Data extract Start Marker

//! Configuration commands. These run without opening the store or loading
//! the embedding model.

use std::path::Path;

use anyhow::{Context, Result};
use comfy_table::{presets, Cell, Color, ContentArrangement, Table};
use console::style;

use memoria_infra::config::load_memory_config;
use memoria_types::config::MemoryConfig;

fn on_off(flag: bool) -> Cell {
    if flag {
        Cell::new("enabled").fg(Color::Green)
    } else {
        Cell::new("disabled").fg(Color::DarkGrey)
    }
}

fn settings_rows(config: &MemoryConfig) -> Vec<(&'static str, Cell)> {
    vec![
        ("memory", on_off(config.enabled)),
        ("store.backend", Cell::new(format!("{:?}", config.store.backend).to_lowercase())),
        ("store.uri", Cell::new(&config.store.uri)),
        ("store.collection", Cell::new(&config.store.collection)),
        ("store.dimension", Cell::new(config.store.dimension)),
        ("embedding.model", Cell::new(config.embedding.model.as_str())),
        ("retrieval.limit", Cell::new(config.default_retrieval_limit)),
        (
            "retrieval.threshold",
            Cell::new(format!("{:.2}", config.default_similarity_threshold)),
        ),
        (
            "deduplication.threshold",
            Cell::new(format!("{:.2}", config.deduplication.threshold)),
        ),
        ("extraction", on_off(config.extraction.enabled)),
        ("extraction.model", Cell::new(&config.extraction.model)),
        ("extraction.batch_size", Cell::new(config.extraction.batch_size)),
        ("query_rewrite", on_off(config.query_rewrite.enabled)),
        ("query_rewrite.model", Cell::new(&config.query_rewrite.model)),
    ]
}

/// Validate the config file and print the effective settings.
pub async fn check(path: &Path, json: bool) -> Result<()> {
    let config = load_memory_config(path)
        .await
        .with_context(|| format!("Invalid configuration in {}", path.display()))?;

    if json {
        println!("{}", serde_json::to_string_pretty(&config)?);
        return Ok(());
    }

    let exists = tokio::fs::try_exists(path).await.unwrap_or(false);
    println!();
    println!(
        "  {} {}{}",
        style("✓").green(),
        style(path.display()).cyan(),
        if exists { "" } else { " (not found, using defaults)" }
    );
    println!();

    let mut table = Table::new();
    table.load_preset(presets::UTF8_FULL_CONDENSED);
    table.set_content_arrangement(ContentArrangement::Dynamic);
    table.set_header(vec![
        Cell::new("Setting").fg(Color::White),
        Cell::new("Value").fg(Color::White),
    ]);
    for (name, value) in settings_rows(&config) {
        table.add_row(vec![Cell::new(name).fg(Color::DarkGrey), value]);
    }
    println!("{table}");

    if config.dedup_threshold_overlaps_retrieval() {
        println!();
        println!(
            "  {} deduplication.threshold is not above the retrieval threshold; related memories will be merged",
            style("!").yellow().bold()
        );
    }
    println!();
    Ok(())
}

pub fn path(path: &Path, json: bool) -> Result<()> {
    if json {
        println!("{}", serde_json::json!({"config_path": path}));
    } else {
        println!("{}", path.display());
    }
    Ok(())
}

#[cfg(test)]
mod tests {
    use super::*;

    #[test]
    fn test_settings_rows_cover_each_section() {
        let rows = settings_rows(&MemoryConfig::default());
        let names: Vec<&str> = rows.iter().map(|(n, _)| *n).collect();
        for section in ["store.backend", "embedding.model", "extraction", "query_rewrite"] {
            assert!(names.contains(&section), "missing {section}");
        }
    }

    #[tokio::test]
    async fn test_check_accepts_missing_file() {
        let dir = tempfile::tempdir().unwrap();
        check(&dir.path().join("memoria.toml"), true).await.unwrap();
    }

    #[tokio::test]
    async fn test_check_rejects_malformed_file() {
        let dir = tempfile::tempdir().unwrap();
        let path = dir.path().join("memoria.toml");
        tokio::fs::write(&path, "enabled = \"sometimes\"").await.unwrap();
        assert!(check(&path, true).await.is_err());
    }
}
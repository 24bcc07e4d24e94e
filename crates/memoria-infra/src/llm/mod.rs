//! LLM provider implementations.
//!
//! Both memory jobs that need a model (query rewriting and fact extraction)
//! talk to OpenAI-compatible endpoints. The factories here build a
//! [`BoxLlmProvider`] per deployment section.

pub mod openai_compat;

use memoria_core::llm::box_provider::BoxLlmProvider;
use memoria_types::config::{ExtractionConfig, QueryRewriteConfig};

use self::openai_compat::OpenAiCompatibleProvider;

pub fn create_extraction_provider(config: &ExtractionConfig) -> BoxLlmProvider {
    BoxLlmProvider::new(OpenAiCompatibleProvider::new(
        openai_compat::config::extraction_config(config),
    ))
}

pub fn create_rewrite_provider(config: &QueryRewriteConfig) -> BoxLlmProvider {
    BoxLlmProvider::new(OpenAiCompatibleProvider::new(
        openai_compat::config::query_rewrite_config(config),
    ))
}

Data extract End Marker

■ Aim of the task
Could you output, exactly and with nothing else, the lines from the start of the records through the line containing "fn on_off(flag: bool)"?

■ Reply
//! Configuration commands. These run without opening the store or loading
//! the embedding model.

use std::path::Path;

use anyhow::{Context, Result};
use comfy_table::{presets, Cell, Color, ContentArrangement, Table};
use console::style;

use memoria_infra::config::load_memory_config;
use memoria_types::config::MemoryConfig;

fn on_off(flag: bool) -> Cell {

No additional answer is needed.